Kristin Smith Diwan writes:
As the GCC foreign ministers huddled in a Bahraini capital seemingly under siege, it is clear that the predicted stability of the oil states is being put to the test. Most analysts believed the Gulf would be spared the wave of rebellion spreading across the Arab World due to their relative wealth and welfare provisions for their populace. Yet Bahrain’s pre-emptive promises of increased social spending and direct subsidies of $2,700 per family did not prevent robust protests this week. Analysts also suggested that monarchies are less prone to revolutionary fervor than the Arab faux republics; legitimacy is based on religion and paternalistic care of citizenry, not on the false promise of public sovereignty in the republics. Yet it is exactly that paternalistic authority that is being called into question by political activists across the Gulf.
In fact, the demands of Gulf activists, and increasingly Gulf publics, are broadly similar to those coming from Tunisia and Egypt: We want accountable governance, free of corruption. We want popular participation and to have our say on the issues that affect us. And we want to be free to speak our minds — to assemble online and off without fear of intimidation or arrest. In short, Gulf publics, and particularly Gulf youths, want to be full citizens.
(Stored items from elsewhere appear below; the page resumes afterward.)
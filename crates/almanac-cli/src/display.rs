//! Terminal and JSON rendering of request outcomes.

use almanac_weather::{DailyReading, Outcome};
use chrono::NaiveDate;
use serde::Serialize;

/// Machine-readable reading. Fahrenheit is the stored unit; Celsius is derived.
#[derive(Debug, Serialize)]
struct ReadingView<'a> {
    date: NaiveDate,
    max_temp_f: f64,
    min_temp_f: f64,
    max_temp_c: f64,
    min_temp_c: f64,
    description: &'a str,
}

impl<'a> From<&'a DailyReading> for ReadingView<'a> {
    fn from(reading: &'a DailyReading) -> Self {
        Self {
            date: reading.date,
            max_temp_f: reading.max_temp,
            min_temp_f: reading.min_temp,
            max_temp_c: reading.max_celsius(),
            min_temp_c: reading.min_celsius(),
            description: reading.description_or_default(),
        }
    }
}

#[derive(Debug, Serialize)]
struct RangeView {
    start: NaiveDate,
    end: NaiveDate,
    stored: usize,
}

pub fn render_text(outcome: &Outcome) -> String {
    match outcome {
        Outcome::Reading(reading) => format!(
            "{}\nMax Temp: {:.1}°C\nMin Temp: {:.1}°C\n{}",
            reading.date,
            reading.max_celsius(),
            reading.min_celsius(),
            reading.description_or_default()
        ),
        Outcome::RangeStored { .. } => {
            format!("Success: {}", outcome.success_message().unwrap_or_default())
        }
    }
}

pub fn render_json(outcome: &Outcome) -> serde_json::Result<String> {
    match outcome {
        Outcome::Reading(reading) => serde_json::to_string_pretty(&ReadingView::from(reading)),
        Outcome::RangeStored { start, end, days } => serde_json::to_string_pretty(&RangeView {
            start: *start,
            end: *end,
            stored: *days,
        }),
    }
}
An uncertain calm has settled over the small island kingdom of Bahrain. The wave of peaceful pro-democracy protests from February 14-17 culminated in bloodshed, including the brutal murder of seven activists, some of whom were asleep in tents, by the armed forces. On orders from above, the army withdrew from the roundabout on the outskirts of the capital of Manama where the protests have been centered, and since shortly after the seven deaths it has observed calls for restraint. Thousands of jubilant protesters seized the moment to reoccupy the roundabout, the now infamous Pearl Circle. In commemoration of the dead, the demonstrators have renamed it Martyrs’ Circle.
The mood in the circle is buoyant, even carnivalesque. It is also dead serious, for the thousands of encamped demonstrators demand nothing short of fundamental change to the kingdom’s autocratic political order. The crown prince, Salman bin Hamad Al Khalifa, has issued a bland call for healing and national dialogue. The country’s formal opposition may be tempted by the prospect of realizing at least some of its long-established demands for reform. But the wounds from the direct assault at dawn on February 17 are deep. Several prominent banners in Martyrs’ Circle display the pledge, “No dialogue with those who killed us in cold blood.” Chants echo: “We will sit here until the fall of the regime!” The fault lines that have long divided rulers and subjects in Bahrain have widened due to the carnage.
Meanwhile, the New York Times reports:
The United States military undermined efforts to improve relations with Bahrain’s Shiite majority and understated abuses by the Sunni royal family, according to one present and one former American government adviser and a Bahraini human rights advocate.
As Bahrain’s leaders struggle to hold back a rising popular revolt against their absolute rule, Washington’s posture toward the Shiite majority, which is spearheading the opposition, could prove crucial to future relations with this strategically valuable Persian Gulf nation. The United States Navy’s Fifth Fleet is based here, helping ensure the flow of oil through the Strait of Hormuz and the gulf, and safeguarding American interests in this volatile region.
Over the years, the military, according to the advisers and the human rights advocate, believed that King Hamad bin Isa al-Khalifa and his court were reform-minded leaders who could advance democracy and preserve stability. That narrative contrasts sharply with the experience of the Shiites, as documented by human rights groups and some of the military’s own advisers.
“The problem has been that we have been doing everything we can to cuddle up to the Khalifas and have been consciously ignoring at best the situation of Bahraini Shiites,” said Gwenyth Todd, a former political adviser to the Navy in Bahrain from 2004 to 2007 who was also an adviser on Middle Eastern and North African affairs at the Pentagon and the White House. “We could find ourselves in a very bad situation if the regime has to make major concessions to the Shia, unless we change our tone.”